Crawler downloads pdfs to project root directory #6829

augchan42 · 2024-01-26T09:12:01Z

Describe the bug
crawler = Crawler(output_dir="crawled_files") works ok. Defaults are a bit screwy (hidden_text=True, really?) but it also ends up following links to pdfs and downloading them. They aren't placed in the output_dir.
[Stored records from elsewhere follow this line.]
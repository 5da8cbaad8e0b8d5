//! Reads and writes `data_schema.xml` / `schema.xml` (spec §6.1). The
//! writer is strict and deterministic in attribute order; the reader is
//! lenient, filling documented defaults for attributes the writer always
//! emits but older archives might omit. Event-loop style follows
//! `bpmn-lite-core::compiler::parser::parse_bpmn` (`adamtc007-ob-poc`),
//! the pack's only `quick-xml` user.

use crate::error::CodecError;
use model::{DataType, EntitySchema, FieldSchema, RelationshipSchema, Schema};
use quick_xml::events::{BytesStart, BytesText, Event};
use quick_xml::reader::Reader;
use quick_xml::writer::Writer;
use std::io::Write;
use std::str::FromStr;

pub fn write_schema<W: Write>(schema: &Schema, out: W) -> Result<(), CodecError> {
    let mut writer = Writer::new_with_indent(out, b' ', 2);
    writer.write_event(Event::Start(BytesStart::new("entities")))?;

    for entity in schema.entities() {
        write_entity(&mut writer, entity)?;
    }

    writer.write_event(Event::End(quick_xml::events::BytesEnd::new("entities")))?;
    Ok(())
}

fn write_entity<W: Write>(writer: &mut Writer<W>, entity: &EntitySchema) -> Result<(), CodecError> {
    let mut start = BytesStart::new("entity");
    start.push_attribute(("name", entity.logical_name.as_str()));
    start.push_attribute(("displayname", entity.display_name.as_str()));
    if let Some(etc) = entity.object_type_code {
        start.push_attribute(("etc", etc.to_string().as_str()));
    }
    start.push_attribute(("primaryidfield", entity.primary_id_field.as_str()));
    start.push_attribute(("primarynamefield", entity.primary_name_field.as_str()));
    start.push_attribute(("disableplugins", bool_str(entity.disable_plugins_default)));
    writer.write_event(Event::Start(start))?;

    writer.write_event(Event::Start(BytesStart::new("fields")))?;
    for field in &entity.fields {
        write_field(writer, field)?;
    }
    writer.write_event(Event::End(quick_xml::events::BytesEnd::new("fields")))?;

    if !entity.relationships.is_empty() {
        writer.write_event(Event::Start(BytesStart::new("relationships")))?;
        for rel in &entity.relationships {
            write_relationship(writer, rel)?;
        }
        writer.write_event(Event::End(quick_xml::events::BytesEnd::new("relationships")))?;
    }

    if let Some(filter) = &entity.fetch_filter {
        writer.write_event(Event::Start(BytesStart::new("filter")))?;
        writer.write_event(Event::Text(BytesText::new(filter)))?;
        writer.write_event(Event::End(quick_xml::events::BytesEnd::new("filter")))?;
    }

    writer.write_event(Event::End(quick_xml::events::BytesEnd::new("entity")))?;
    Ok(())
}

fn write_field<W: Write>(writer: &mut Writer<W>, field: &FieldSchema) -> Result<(), CodecError> {
    let mut start = BytesStart::new("field");
    start.push_attribute(("name", field.name.as_str()));
    start.push_attribute(("displayname", field.display_name.as_str()));
    start.push_attribute(("type", field.data_type.as_str()));
    if field.is_lookup() {
        start.push_attribute(("lookupType", field.lookup_targets.join("|").as_str()));
    }
    if field.is_primary_key {
        start.push_attribute(("primaryKey", "true"));
    }
    start.push_attribute(("isValidForCreate", bool_str(field.valid_for_create)));
    start.push_attribute(("isValidForUpdate", bool_str(field.valid_for_update)));
    if field.custom_field {
        start.push_attribute(("customfield", "true"));
    }
    if let Some(len) = field.max_length {
        start.push_attribute(("maxlength", len.to_string().as_str()));
    }
    if let Some(precision) = field.precision {
        start.push_attribute(("precision", precision.to_string().as_str()));
    }
    writer.write_event(Event::Empty(start))?;
    Ok(())
}

fn write_relationship<W: Write>(writer: &mut Writer<W>, rel: &RelationshipSchema) -> Result<(), CodecError> {
    let mut start = BytesStart::new("relationship");
    start.push_attribute(("name", rel.name.as_str()));
    start.push_attribute(("manyToMany", "true"));
    start.push_attribute(("relatedEntityName", rel.related_entity.as_str()));
    if let Some(intersect) = &rel.intersect_entity {
        start.push_attribute(("intersectEntityName", intersect.as_str()));
    }
    start.push_attribute(("m2mTargetEntityPrimaryKey", rel.target_id_field.as_str()));
    writer.write_event(Event::Empty(start))?;
    Ok(())
}

fn bool_str(b: bool) -> &'static str {
    if b {
        "true"
    } else {
        "false"
    }
}

struct EntityBuilder {
    logical_name: String,
    display_name: String,
    object_type_code: Option<i32>,
    primary_id_field: String,
    primary_name_field: String,
    disable_plugins_default: bool,
    fields: Vec<FieldSchema>,
    relationships: Vec<RelationshipSchema>,
    fetch_filter: Option<String>,
}

pub fn read_schema(xml: &str) -> Result<Schema, CodecError> {
    let mut reader = Reader::from_str(xml);
    reader.config_mut().trim_text(true);

    let mut schema = Schema::new();
    let mut current: Option<EntityBuilder> = None;
    let mut in_filter = false;
    let mut buf = Vec::new();

    loop {
        match reader.read_event_into(&mut buf)? {
            Event::Start(e) | Event::Empty(e) => {
                let name = String::from_utf8_lossy(e.local_name().as_ref()).to_string();
                match name.as_str() {
                    "entity" => current = Some(read_entity_start(&e)?),
                    "field" => {
                        if let Some(builder) = current.as_mut() {
                            builder.fields.push(read_field(&e)?);
                        }
                    }
                    "relationship" => {
                        if let Some(builder) = current.as_mut() {
                            builder.relationships.push(read_relationship(&e)?);
                        }
                    }
                    "filter" => in_filter = true,
                    _ => {}
                }
            }
            Event::Text(e) => {
                if in_filter {
                    if let Some(builder) = current.as_mut() {
                        builder.fetch_filter = Some(e.unescape()?.into_owned());
                    }
                }
            }
            Event::End(e) => {
                let name = String::from_utf8_lossy(e.local_name().as_ref()).to_string();
                match name.as_str() {
                    "filter" => in_filter = false,
                    "entity" => {
                        if let Some(builder) = current.take() {
                            schema
                                .insert(EntitySchema {
                                    logical_name: builder.logical_name,
                                    display_name: builder.display_name,
                                    primary_id_field: builder.primary_id_field,
                                    primary_name_field: builder.primary_name_field,
                                    fields: builder.fields,
                                    relationships: builder.relationships,
                                    disable_plugins_default: builder.disable_plugins_default,
                                    fetch_filter: builder.fetch_filter,
                                    object_type_code: builder.object_type_code,
                                })
                                .map_err(|e| CodecError::MalformedValue {
                                    field: "entity".to_string(),
                                    message: e.to_string(),
                                })?;
                        }
                    }
                    _ => {}
                }
            }
            Event::Eof => break,
            _ => {}
        }
        buf.clear();
    }

    Ok(schema)
}

fn attr_value(e: &BytesStart, name: &str) -> Result<Option<String>, CodecError> {
    for attr in e.attributes() {
        let attr = attr?;
        if attr.key.as_ref() == name.as_bytes() {
            return Ok(Some(attr.unescape_value()?.into_owned()));
        }
    }
    Ok(None)
}

fn read_entity_start(e: &BytesStart) -> Result<EntityBuilder, CodecError> {
    let logical_name = attr_value(e, "name")?.ok_or(CodecError::MissingAttribute("name"))?;
    let display_name = attr_value(e, "displayname")?.unwrap_or_else(|| logical_name.clone());
    let object_type_code = attr_value(e, "etc")?.and_then(|v| v.parse().ok());
    let primary_id_field = attr_value(e, "primaryidfield")?.unwrap_or_else(|| format!("{logical_name}id"));
    let primary_name_field = attr_value(e, "primarynamefield")?.unwrap_or_else(|| "name".to_string());
    let disable_plugins_default = attr_value(e, "disableplugins")?
        .map(|v| v == "true" || v == "1")
        .unwrap_or(false);

    Ok(EntityBuilder {
        logical_name,
        display_name,
        object_type_code,
        primary_id_field,
        primary_name_field,
        disable_plugins_default,
        fields: Vec::new(),
        relationships: Vec::new(),
        fetch_filter: None,
    })
}

fn read_field(e: &BytesStart) -> Result<FieldSchema, CodecError> {
    let name = attr_value(e, "name")?.ok_or(CodecError::MissingAttribute("name"))?;
    let display_name = attr_value(e, "displayname")?.unwrap_or_else(|| name.clone());
    let type_str = attr_value(e, "type")?.unwrap_or_else(|| "string".to_string());
    let data_type = DataType::from_str(&type_str).map_err(|_| CodecError::UnknownDataType(type_str, name.clone()))?;
    let lookup_targets = attr_value(e, "lookupType")?
        .map(|v| v.split('|').map(str::to_string).collect())
        .unwrap_or_default();
    let is_primary_key = attr_value(e, "primaryKey")?.map(|v| v == "true").unwrap_or(false);
    let valid_for_create = attr_value(e, "isValidForCreate")?.map(|v| v == "true").unwrap_or(true);
    let valid_for_update = attr_value(e, "isValidForUpdate")?.map(|v| v == "true").unwrap_or(true);
    let custom_field = attr_value(e, "customfield")?.map(|v| v == "true").unwrap_or(false);
    let max_length = attr_value(e, "maxlength")?.and_then(|v| v.parse().ok());
    let precision = attr_value(e, "precision")?.and_then(|v| v.parse().ok());

    Ok(FieldSchema {
        name,
        display_name,
        data_type,
        valid_for_create,
        valid_for_update,
        lookup_targets,
        is_primary_key,
        custom_field,
        max_length,
        precision,
    })
}

fn read_relationship(e: &BytesStart) -> Result<RelationshipSchema, CodecError> {
    let name = attr_value(e, "name")?.ok_or(CodecError::MissingAttribute("name"))?;
    let related_entity = attr_value(e, "relatedEntityName")?.unwrap_or_default();
    let intersect_entity = attr_value(e, "intersectEntityName")?;
    let target_id_field = attr_value(e, "m2mTargetEntityPrimaryKey")?.unwrap_or_else(|| format!("{related_entity}id"));

    Ok(RelationshipSchema {
        name,
        related_entity,
        intersect_entity,
        target_id_field,
    })
}

#[cfg(test)]
mod tests {
    use super::*;
    use model::EntitySchema;

    fn sample_schema() -> Schema {
        let mut schema = Schema::new();
        let mut account = EntitySchema::new("account");
        let mut id_field = FieldSchema::new("accountid", DataType::Id);
        id_field.is_primary_key = true;
        account.fields.push(id_field);
        account.fields.push(FieldSchema::new("name", DataType::String));
        schema.insert(account).unwrap();
        schema
    }

    #[test]
    fn round_trips_minimal_schema() {
        let schema = sample_schema();
        let mut buf = Vec::new();
        write_schema(&schema, &mut buf).unwrap();
        let xml = String::from_utf8(buf).unwrap();
        let read_back = read_schema(&xml).unwrap();
        assert_eq!(read_back.entities().len(), 1);
        assert_eq!(read_back.get("account").unwrap().fields.len(), 2);
    }

    #[test]
    fn reader_defaults_missing_optional_attributes() {
        let xml = r#"<entities><entity name="account"><fields><field name="accountid" type="id"/></fields></entity></entities>"#;
        let schema = read_schema(xml).unwrap();
        let account = schema.get("account").unwrap();
        assert_eq!(account.primary_id_field, "accountid");
        assert_eq!(account.primary_name_field, "name");
        assert!(!account.disable_plugins_default);
    }
}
I believe the underlying Selenium driver is just doing its thing, and the pdf link corner case isn't handled.

Error message
No error, but if you crawl for a while you will invariably see a bunch of pdfs in your root folder if you are crawling sites with pdf brochures.

Expected behavior
Ideally, a way to handle the pdfs, convert them to documents, and specify how you want them converted.

Additional context
The default extract_hidden_text=True doesn't make sense, it will extract javascript code usually not what you want in your documents

To Reproduce
Steps to reproduce the behavior
Just crawl the following urls with defaults, you will see a bunch of pdfs appear in your project root folder
travel_insurance_urls = [ "https://www.hsbc.com.hk/insurance/products/travel", "https://www.aig.com.hk/personal/travel-insurance", "https://www.zurich.com.hk/en/products/travel", "https://www.bluecross.com.hk/en/Travel-Smart/Information", "https://www.moneysmart.hk/en/travel-insurance", "https://www.moneyhero.com.hk/en/travel-insurance?psCollapse=true", ]

FAQ Check

Have you had a look at our new FAQ page?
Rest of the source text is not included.